Samstag, 18. Juli 2015

Parteiverräter wollen ihr Pöstchen behalten

Immer wieder kommt es vor, dass Politiker, die durch ihre Partei ein Pöstchen bekommen haben, es auch dann behalten wollen, wenn sie die Partei verlassen haben. Da gab es eine Grüne, die zur Linken wechselte, eine Linke, die unter höchst zwielichtigen Umständen direkt nach der Landtagswahl zur SPD ging, eine Linke, die ausgerechnet zur FDP ging und dann von dort wieder wegging und nun gibt es 2 Parteiwechsler, die ihr Pöstchen im Stadtrat auf der Liste der AfD bekommen haben, es aber auch nach Parteiaustritt behalten wollen.
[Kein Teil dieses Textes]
//! Refereeing games between players, and parallel self-play tournaments

use indicatif::*;
use rayon::prelude::*;

use std::time::Instant;

use crate::{board::Board, piece::*, player::*, search::MachinePlayer};

/// The default number of moves after which a game is declared a draw
pub const MAX_GAME_MOVES: usize = 200;

/// Why a game ended
#[derive(Copy, Clone, Eq, PartialEq, Debug)]
pub enum Ending {
    /// The winner completed a network
    Network,
    /// The loser quit, having no legal move
    Quit,
    /// The loser attempted an illegal move
    IllegalMove,
    /// The move limit was reached
    MoveLimit,
}

#[derive(Copy, Clone, Eq, PartialEq, Debug)]
pub struct Outcome {
    /// `None` for a draw
    pub winner: Option<Color>,
    pub ending: Ending,
    /// Number of moves played, including the final one
    pub moves: usize,
}

/// Plays a game between two players, White moving first, on a board of the default size
///
/// The referee keeps its own board and relays every accepted move to the other
/// player. A move completing networks for both sides counts for the mover.
pub fn play_game<'a>(
    white: &mut (dyn Player + 'a),
    black: &mut (dyn Player + 'a),
    max_moves: usize,
) -> Outcome {
    let mut board = Board::new();
    let mut moves = 0;

    loop {
        if moves >= max_moves {
            return Outcome {
                winner: None,
                ending: Ending::MoveLimit,
                moves,
            };
        }

        let mover = board.next_player();
        let (player, opponent) = match mover {
            Color::White => (&mut *white, &mut *black),
            Color::Black => (&mut *black, &mut *white),
        };
        let chosen = player.choose_move();
        moves += 1;

        let ending = if chosen == Move::Quit {
            Some((mover.other(), Ending::Quit))
        } else if !board.apply_move(chosen, mover) || !opponent.opponent_move(chosen) {
            Some((mover.other(), Ending::IllegalMove))
        } else if board.is_win(mover) {
            Some((mover, Ending::Network))
        } else if board.is_win(mover.other()) {
            Some((mover.other(), Ending::Network))
        } else {
            None
        };

        if let Some((winner, ending)) = ending {
            return Outcome {
                winner: Some(winner),
                ending,
                moves,
            };
        }
    }
}

/// Aggregate results of a tournament, from the machine player's side
#[derive(Copy, Clone, Default, Eq, PartialEq, Debug)]
pub struct Summary {
    pub wins: usize,
    pub losses: usize,
    pub draws: usize,
    pub total_moves: usize,
}

impl Summary {
    fn record(mut self, outcome: Outcome, machine: Color) -> Self {
        match outcome.winner {
            Some(winner) if winner == machine => self.wins += 1,
            Some(_) => self.losses += 1,
            None => self.draws += 1,
        }
        self.total_moves += outcome.moves;
        self
    }

    pub fn games(&self) -> usize {
        self.wins + self.losses + self.draws
    }
}

/// Plays `games` games of a `MachinePlayer` against a `RandomPlayer` in parallel
///
/// The machine takes White in even games and Black in odd ones, and each random
/// player is seeded from `seed` and the game index so results are reproducible.
pub fn tournament(games: usize, depth: usize, seed: u64) -> Summary {
    _tournament(games, depth, seed, true)
}

/// Runs a tournament, logging progress and results to stdout
pub fn tournament_verbose(games: usize, depth: usize, seed: u64) -> Summary {
    _tournament(games, depth, seed, false)
}

fn _tournament(games: usize, depth: usize, seed: u64, silent: bool) -> Summary {
    let start = Instant::now();

    let progress = if silent {
        ProgressBar::hidden()
    } else {
        ProgressBar::new(games as u64)
    };
    progress.set_style(
        ProgressStyle::default_bar()
            .template("Playing games: {bar:40.cyan/blue} {pos}/{len} ~{eta} remaining")
            .progress_chars("█▓▒░  "),
    );

    let outcomes: Vec<(Outcome, Color)> = (0..games)
        .into_par_iter()
        .map(|game| {
            let machine_color = if game % 2 == 0 {
                Color::White
            } else {
                Color::Black
            };
            let mut machine = MachinePlayer::with_depth(machine_color, depth);
            let mut random = RandomPlayer::seeded(machine_color.other(), seed.wrapping_add(game as u64));

            let outcome = match machine_color {
                Color::White => play_game(&mut machine, &mut random, MAX_GAME_MOVES),
                Color::Black => play_game(&mut random, &mut machine, MAX_GAME_MOVES),
            };
            progress.inc(1);
            (outcome, machine_color)
        })
        .collect();

    progress.finish();

    let summary = outcomes
        .into_iter()
        .fold(Summary::default(), |summary, (outcome, machine)| {
            summary.record(outcome, machine)
        });

    if !silent {
        println!(
            "Machine (depth {}) vs random: {} wins, {} losses, {} draws in {} games, {}",
            depth,
            summary.wins,
            summary.losses,
            summary.draws,
            summary.games(),
            HumanDuration(Instant::now() - start)
        );
    }
    summary
}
Die Begründung dafür klingt nach fauler Ausrede und wirkt sogar wie Hohn. Da wird etwas gefaselt, man habe einen Wählerauftrag und man wolle nicht, dass Leute nachrücken, deren Politik man missbilligt. Warum sagen Sven Wagner und seine Kollegin Martina Brenner nicht ehrlich: wir möchten unser liebgewordenes Pöstchen behalten und das ist uns wichtiger als alles andere ? Gerade weil sie auf der Liste einer Partei gewählt wurden und eben nicht als Direktkandidaten, ist ihre Argumentation abwegig. Wer auf der Liste einer Partei sein Pöstchen bekam, müsste es anständigerweise dann zurückgeben, wenn er die Partei verlässt. Im übrigen ist das, was Sven Wagner im "Wochenspiegel" dazu geschrieben hat, nur Propagandageschwätz: bloße Schlagwörter, falsche Behauptungen und viel Blabla, das von den eigentlichen Fragen ablenken soll. Statt sich um die Saarbrücker Kommunalpolitik zu kümmern, strebt Sven Wagner offenbar nach "Höherem" und betätigt sich zur Zeit als Sprecher (Schwätzer?) des lächerlichen Weckruf-Vereins, der auf dem AfD-Parteitag eine schwere Niederlage erlitten hat. Schlechte Verlierer also, diese Möchtegern-Politiker. Offenbar gilt für sie Demokratie nur so lange, wie sie glauben, die Mehrheit zu haben. Wenn sie dann merken, dass sie eine Minderheit sind, machen sie es wie kleine Kinder, die nur dann mitspielen wollen, wenn sie garantiert gewinnen. Klar ist, dass Leute wie Sven Wagner keine politische Zukunft haben, denn ihre politischen Ergebnisse sind gleich Null.